DnaJB6 Il plasmide di attivazione CRISPR (h) fornisce un approccio mirato e non distruttivo per sovraregolare l'espressione endogena di DNAJB6 senza alterare la sequenza di DNA sottostante.
DnaJB6 Il plasmide di attivazione CRISPR (h) è un sistema SAM (mediatore di attivazione sinergico) a tre plasmidi progettato per la sovraregolazione trascrizionale altamente efficiente e sito-specifica del locus DNAJB6 nelle linee cellulari umane. Il sistema è costruito attorno a una Cas9 cataliticamente inattiva (dCas9) che porta due mutazioni inattivanti (D10A e N863A) che eliminano l'attività nucleasica preservando al contempo il legame con il DNA. Questa dCas9 è fusa con VP64, un potente attivatore trascrizionale, ed è coespressa con un gene di resistenza alla blasticidina per la selezione. Il secondo plasmide codifica la proteina di fusione MS2-p65-HSF1, un complesso attivatore secondario che agisce in sinergia con dCas9-VP64, insieme a un gene di resistenza all'igromicina. Il terzo plasmide codifica un sgRNA specifico per il bersaglio di 20 nt fuso a due aptameri di RNA MS2 che reclutano il complesso MS2-p65-HSF1 nel sito di attivazione, accompagnato da un gene di resistenza alla puromicina. I tre plasmidi vengono somministrati in un rapporto di massa 1:1:1 per un'espressione bilanciata di tutti i componenti del sistema.

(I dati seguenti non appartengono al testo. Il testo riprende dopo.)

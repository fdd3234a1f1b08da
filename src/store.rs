//! View state store and the immutable snapshots handed to renderers.
//!
//! [`ViewStore`] is owned by exactly one control thread. Every mutator that
//! can change the filtered set re-runs the filter engine before returning,
//! so a read immediately after a write never sees a stale filtered set.

use std::sync::Arc;

use chrono::{DateTime, Utc};
use serde::Serialize;

use crate::filter::{self, FilterParam, FilterParams};
use crate::model::{Load, MetricsSnapshot};

/// Canonical mutable view state.
#[derive(Debug, Default)]
pub struct ViewStore {
    full: Arc<Vec<Load>>,
    filtered: Arc<Vec<Load>>,
    selection: Option<String>,
    metrics: Option<Arc<MetricsSnapshot>>,
    params: FilterParams,
    version: u64,
    updated_at: Option<DateTime<Utc>>,
}

impl ViewStore {
    pub fn new() -> Self {
        Self::default()
    }

    /// Start empty with the given filter parameters.
    pub fn with_params(params: FilterParams) -> Self {
        Self {
            params,
            ..Self::default()
        }
    }

    // -- Mutators --

    /// Replace the full load set wholesale and re-filter.
    pub fn set_full_set(&mut self, loads: Vec<Load>) {
        self.full = Arc::new(loads);
        self.updated_at = Some(Utc::now());
        self.refilter();
    }

    /// Replace the metrics snapshot wholesale.
    pub fn set_metrics(&mut self, metrics: MetricsSnapshot) {
        self.metrics = Some(Arc::new(metrics));
        self.updated_at = Some(Utc::now());
        self.version += 1;
    }

    /// Change one filter dimension and re-filter.
    pub fn set_filter_param(&mut self, param: FilterParam) {
        self.params.set(param);
        self.refilter();
    }

    /// Change several filter dimensions and re-filter once.
    pub fn update_filter_params(&mut self, params: impl IntoIterator<Item = FilterParam>) {
        for param in params {
            self.params.set(param);
        }
        self.refilter();
    }

    /// Replace all filter parameters at once and re-filter.
    pub fn set_filter_params(&mut self, params: FilterParams) {
        self.params = params;
        self.refilter();
    }

    /// Select a load by id, or clear the selection with `None`.
    ///
    /// The id is not validated against the current set.
    pub fn select(&mut self, load_id: Option<String>) {
        self.selection = load_id;
        self.version += 1;
    }

    fn refilter(&mut self) {
        self.filtered = Arc::new(filter::apply(&self.full, &self.params));
        self.version += 1;
    }

    // -- Accessors --

    pub fn full_set(&self) -> &[Load] {
        &self.full
    }

    pub fn filtered_set(&self) -> &[Load] {
        &self.filtered
    }

    /// The selected id, even if it no longer exists in the full set.
    pub fn selection(&self) -> Option<&str> {
        self.selection.as_deref()
    }

    /// The selected load, if its id is present in the current full set.
    pub fn selected_load(&self) -> Option<&Load> {
        self.lookup(self.selection.as_deref()?)
    }

    pub fn lookup(&self, load_id: &str) -> Option<&Load> {
        self.full.iter().find(|l| l.load_id == load_id)
    }

    pub fn metrics(&self) -> Option<&MetricsSnapshot> {
        self.metrics.as_deref()
    }

    pub fn params(&self) -> &FilterParams {
        &self.params
    }

    pub fn version(&self) -> u64 {
        self.version
    }

    /// Capture an immutable snapshot for the renderers.
    pub fn snapshot(&self) -> Snapshot {
        Snapshot {
            version: self.version,
            filtered: Arc::clone(&self.filtered),
            full: Arc::clone(&self.full),
            selection: self.selection.clone(),
            selected: self.selected_load().cloned(),
            metrics: self.metrics.clone(),
            params: self.params.clone(),
            updated_at: self.updated_at,
        }
    }
}

// ---------------------------------------------------------------------------
// Snapshot
// ---------------------------------------------------------------------------

/// Immutable copy of the store at one instant.
///
/// Cloning is cheap: the load sets and metrics are shared.
#[derive(Debug, Clone, Default, Serialize)]
pub struct Snapshot {
    pub version: u64,
    pub filtered: Arc<Vec<Load>>,
    #[serde(skip)]
    pub full: Arc<Vec<Load>>,
    pub selection: Option<String>,
    pub selected: Option<Load>,
    pub metrics: Option<Arc<MetricsSnapshot>>,
    pub params: FilterParams,
    pub updated_at: Option<DateTime<Utc>>,
}

impl Snapshot {
    pub fn total_loads(&self) -> usize {
        self.full.len()
    }

    /// Full set, for lookups such as call routes.
    pub fn full_set(&self) -> &[Load] {
        &self.full
    }

    /// Recent calls paired with the route of their load (if known).
    pub fn call_rows(&self) -> Vec<CallRow> {
        let Some(metrics) = &self.metrics else {
            return Vec::new();
        };
        metrics
            .recent_calls
            .iter()
            .map(|call| CallRow {
                route: call.route(&self.full),
                call: call.clone(),
            })
            .collect()
    }
}

/// A recent call with its route resolved against the full set.
#[derive(Debug, Clone, Serialize)]
pub struct CallRow {
    #[serde(flatten)]
    pub call: crate::model::CallRecord,
    pub route: Option<String>,
}

/// Snapshot plus the derived fields the web dashboard shows.
#[derive(Debug, Serialize)]
pub struct SnapshotView<'a> {
    #[serde(flatten)]
    pub snapshot: &'a Snapshot,
    pub total_loads: usize,
    pub calls: Vec<CallRow>,
    pub outcome_series: Vec<(String, u64)>,
    pub sentiment_series: Vec<(String, u64)>,
}

impl<'a> SnapshotView<'a> {
    pub fn new(snapshot: &'a Snapshot) -> Self {
        let (outcome_series, sentiment_series) = match &snapshot.metrics {
            Some(m) => (m.outcome_series(), m.sentiment_series()),
            None => (Vec::new(), Vec::new()),
        };
        Self {
            snapshot,
            total_loads: snapshot.total_loads(),
            calls: snapshot.call_rows(),
            outcome_series,
            sentiment_series,
        }
    }
}

// ---------------------------------------------------------------------------
// Tests
// ---------------------------------------------------------------------------

#[cfg(test)]
mod tests {
    use super::*;
    use crate::filter::Tab;
    use crate::model::{RawLoad, normalize};

    fn load(id: &str, status: &str) -> Load {
        normalize(RawLoad {
            load_id: id.to_string(),
            origin: "Chicago, IL".to_string(),
            destination: "Dallas, TX".to_string(),
            equipment_type: "Reefer".to_string(),
            status: Some(status.to_string()),
            ..RawLoad::default()
        })
    }

    #[test]
    fn new_store_is_empty() {
        let store = ViewStore::new();
        assert!(store.full_set().is_empty());
        assert!(store.filtered_set().is_empty());
        assert!(store.selection().is_none());
        assert!(store.metrics().is_none());
        assert_eq!(store.params().tab, Tab::Available);
    }

    #[test]
    fn set_full_set_refilters_immediately() {
        let mut store = ViewStore::new();
        store.set_full_set(vec![load("A", "available"), load("B", "booked")]);
        assert_eq!(store.filtered_set().len(), 1);

        store.set_filter_param(FilterParam::Tab(Tab::All));
        assert_eq!(store.filtered_set().len(), 2);
    }

    #[test]
    fn every_mutation_bumps_version() {
        let mut store = ViewStore::new();
        let v0 = store.version();
        store.set_full_set(Vec::new());
        store.set_metrics(MetricsSnapshot::default());
        store.select(Some("A".to_string()));
        store.set_filter_param(FilterParam::Search("x".to_string()));
        assert_eq!(store.version(), v0 + 4);
    }

    #[test]
    fn batched_filter_update_bumps_version_once() {
        let mut store = ViewStore::new();
        store.set_full_set(vec![load("A", "available"), load("B", "booked")]);
        let v0 = store.version();
        store.update_filter_params([
            FilterParam::Tab(Tab::All),
            FilterParam::Equipment("Reefer".to_string()),
            FilterParam::Search("chi".to_string()),
        ]);
        assert_eq!(store.version(), v0 + 1);
        assert_eq!(store.params().tab, Tab::All);
        assert_eq!(store.params().search_query, "chi");
        assert_eq!(store.filtered_set().len(), 2);
    }

    #[test]
    fn snapshot_is_unaffected_by_later_writes() {
        let mut store = ViewStore::new();
        store.set_full_set(vec![load("A", "available")]);
        let snap = store.snapshot();
        store.set_full_set(Vec::new());
        assert_eq!(snap.filtered.len(), 1);
        assert_eq!(snap.total_loads(), 1);
        assert!(store.filtered_set().is_empty());
    }

    #[test]
    fn snapshot_resolves_selected_load() {
        let mut store = ViewStore::new();
        store.set_full_set(vec![load("A", "available")]);
        store.select(Some("A".to_string()));
        let snap = store.snapshot();
        assert_eq!(snap.selected.as_ref().map(|l| l.load_id.as_str()), Some("A"));
    }

    #[test]
    fn snapshot_view_serializes_derived_fields() {
        let mut store = ViewStore::new();
        store.set_full_set(vec![load("A", "available")]);
        let snap = store.snapshot();
        let json = serde_json::to_value(SnapshotView::new(&snap)).unwrap();
        assert_eq!(json["total_loads"], 1);
        assert_eq!(json["filtered"][0]["status"], "Available");
        assert_eq!(json["params"]["tab"], "available");
        assert!(json["calls"].as_array().unwrap().is_empty());
    }
}
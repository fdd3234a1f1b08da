//! Activity log: one JSON line per poller event.
//!
//! Entries go to `~/.loadwatch/activity.jsonl` by default. Writing is
//! best-effort: an unwritable log never interrupts a refresh cycle.
//! Warnings and errors are optionally echoed to stderr.
//!
//! Read back by `loadwatch health` to report recent fetch failures.

use std::fmt;
use std::fs::{self, OpenOptions, create_dir_all};
use std::io::{BufRead, BufReader, Write};
use std::path::{Path, PathBuf};

use chrono::Utc;
use serde::{Deserialize, Serialize};

use crate::config::expand_home;
use crate::config::schema::LoggingConfig;

// ---------------------------------------------------------------------------
// Levels
// ---------------------------------------------------------------------------

#[derive(Debug, Clone, Copy, PartialEq, Eq, PartialOrd, Ord, Serialize, Deserialize)]
#[serde(rename_all = "lowercase")]
pub enum Level {
    Debug,
    Info,
    Warn,
    Error,
}

impl Level {
    pub fn parse(val: &str) -> Option<Self> {
        match val.trim().to_ascii_lowercase().as_str() {
            "debug" => Some(Self::Debug),
            "info" => Some(Self::Info),
            "warn" | "warning" => Some(Self::Warn),
            "error" => Some(Self::Error),
            _ => None,
        }
    }
}

impl fmt::Display for Level {
    fn fmt(&self, f: &mut fmt::Formatter<'_>) -> fmt::Result {
        match self {
            Self::Debug => write!(f, "debug"),
            Self::Info => write!(f, "info"),
            Self::Warn => write!(f, "warn"),
            Self::Error => write!(f, "error"),
        }
    }
}

// ---------------------------------------------------------------------------
// Entry
// ---------------------------------------------------------------------------

/// A single line in the activity log.
#[derive(Debug, Clone, Serialize, Deserialize)]
pub struct ActivityEntry {
    pub timestamp: String,
    pub level: Level,
    /// Short machine-friendly event name, e.g. `"fetch_failed"`.
    pub event: String,
    pub detail: String,
    /// Refresh cycle the event belongs to, when there is one.
    #[serde(skip_serializing_if = "Option::is_none", default)]
    pub cycle: Option<u64>,
}

// ---------------------------------------------------------------------------
// Logger
// ---------------------------------------------------------------------------

/// Cheap-to-clone handle on the activity log.
#[derive(Debug, Clone)]
pub struct ActivityLog {
    path: Option<PathBuf>,
    min_level: Level,
    echo_stderr: bool,
}

impl ActivityLog {
    pub fn from_config(config: &LoggingConfig) -> Self {
        let path = if config.enabled {
            expand_home(&config.path)
        } else {
            None
        };
        Self {
            path,
            min_level: Level::parse(&config.level).unwrap_or(Level::Info),
            echo_stderr: config.stderr,
        }
    }

    /// Logger that records nothing and prints nothing.
    pub fn disabled() -> Self {
        Self {
            path: None,
            min_level: Level::Error,
            echo_stderr: false,
        }
    }

    /// Logger writing to an explicit file.
    pub fn to_file(path: impl Into<PathBuf>, min_level: Level) -> Self {
        Self {
            path: Some(path.into()),
            min_level,
            echo_stderr: false,
        }
    }

    pub fn path(&self) -> Option<&Path> {
        self.path.as_deref()
    }

    pub fn debug(&self, event: &str, detail: impl Into<String>, cycle: Option<u64>) {
        self.record(Level::Debug, event, detail.into(), cycle);
    }

    pub fn info(&self, event: &str, detail: impl Into<String>, cycle: Option<u64>) {
        self.record(Level::Info, event, detail.into(), cycle);
    }

    pub fn warn(&self, event: &str, detail: impl Into<String>, cycle: Option<u64>) {
        self.record(Level::Warn, event, detail.into(), cycle);
    }

    pub fn error(&self, event: &str, detail: impl Into<String>, cycle: Option<u64>) {
        self.record(Level::Error, event, detail.into(), cycle);
    }

    fn record(&self, level: Level, event: &str, detail: String, cycle: Option<u64>) {
        if level < self.min_level {
            return;
        }

        if self.echo_stderr && level >= Level::Warn {
            eprintln!("loadwatch: {level}: {event}: {detail}");
        }

        let Some(path) = &self.path else {
            return;
        };

        let entry = ActivityEntry {
            timestamp: Utc::now().to_rfc3339(),
            level,
            event: event.to_string(),
            detail,
            cycle,
        };
        let _ = append_entry(path, &entry);
    }

    /// Read the last `limit` entries at or above `level`.
    pub fn recent(&self, level: Level, limit: usize) -> Vec<ActivityEntry> {
        let Some(path) = &self.path else {
            return Vec::new();
        };
        let mut entries: Vec<ActivityEntry> = read_entries(path)
            .into_iter()
            .filter(|e| e.level >= level)
            .collect();
        let excess = entries.len().saturating_sub(limit);
        entries.drain(..excess);
        entries
    }
}

// ---------------------------------------------------------------------------
// File I/O
// ---------------------------------------------------------------------------

fn append_entry(path: &Path, entry: &ActivityEntry) -> anyhow::Result<()> {
    if let Some(parent) = path.parent() {
        create_dir_all(parent)?;
    }

    let mut file = OpenOptions::new().create(true).append(true).open(path)?;
    let json = serde_json::to_string(entry)?;
    writeln!(file, "{json}")?;

    Ok(())
}

/// Read all entries, silently skipping malformed lines.
pub fn read_entries(path: &Path) -> Vec<ActivityEntry> {
    let Ok(file) = fs::File::open(path) else {
        return Vec::new();
    };

    BufReader::new(file)
        .lines()
        .map_while(Result::ok)
        .filter_map(|line| serde_json::from_str::<ActivityEntry>(&line).ok())
        .collect()
}

// ---------------------------------------------------------------------------
// Tests
// ---------------------------------------------------------------------------
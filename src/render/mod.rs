//! Renderers: consumers of store snapshots.
//!
//! The control thread calls [`Renderer::render`] after every applied
//! update. Renderers never mutate the store; user input flows back through
//! the poller's command channel instead.

pub mod terminal;

use std::sync::{Arc, RwLock};

use crate::store::Snapshot;

/// Something that displays a [`Snapshot`].
pub trait Renderer: Send {
    fn render(&mut self, snapshot: &Snapshot);
}

/// Latest snapshot, readable from other threads.
///
/// The web server holds a clone and serves reads from it without going
/// through the control thread.
#[derive(Debug, Clone, Default)]
pub struct SharedSnapshot {
    inner: Arc<RwLock<Snapshot>>,
}

impl SharedSnapshot {
    pub fn new() -> Self {
        Self::default()
    }

    /// Clone of the most recently published snapshot.
    pub fn latest(&self) -> Snapshot {
        match self.inner.read() {
            Ok(guard) => guard.clone(),
            Err(poisoned) => poisoned.into_inner().clone(),
        }
    }

    pub fn version(&self) -> u64 {
        match self.inner.read() {
            Ok(guard) => guard.version,
            Err(poisoned) => poisoned.into_inner().version,
        }
    }

    fn store(&self, snapshot: &Snapshot) {
        let mut guard = match self.inner.write() {
            Ok(guard) => guard,
            Err(poisoned) => poisoned.into_inner(),
        };
        *guard = snapshot.clone();
    }
}

impl Renderer for SharedSnapshot {
    fn render(&mut self, snapshot: &Snapshot) {
        self.store(snapshot);
    }
}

Una volta assemblato nel locus bersaglio, il complesso SAM si lega a circa 200 bp a monte del sito di inizio della trascrizione DNAJB6, dove VP64, p65 e HSF1 agiscono in modo concertato per reclutare il machinery trascrizionale e guidare la sovraregolazione dell'espressione endogena di DnaJB6. A differenza della Cas9 con attività nucleasica, dCas9 non introduce rotture a doppio filamento né modifica la sequenza genomica, preservando il locus DNAJB6 nativo e consentendo lo studio delle risposte trascrizionali dipendenti da DnaJB6 nel locus endogeno, rendendolo uno strumento prezioso per studi funzionali, l'identificazione di geni bersaglio e la modellizzazione del ripristino della via DnaJB6 nelle cellule tumorali con espressione di DNAJB6 silenziata o ridotta.
Solo per uso di ricerca. Non destinato a uso diagnostico o terapeutico.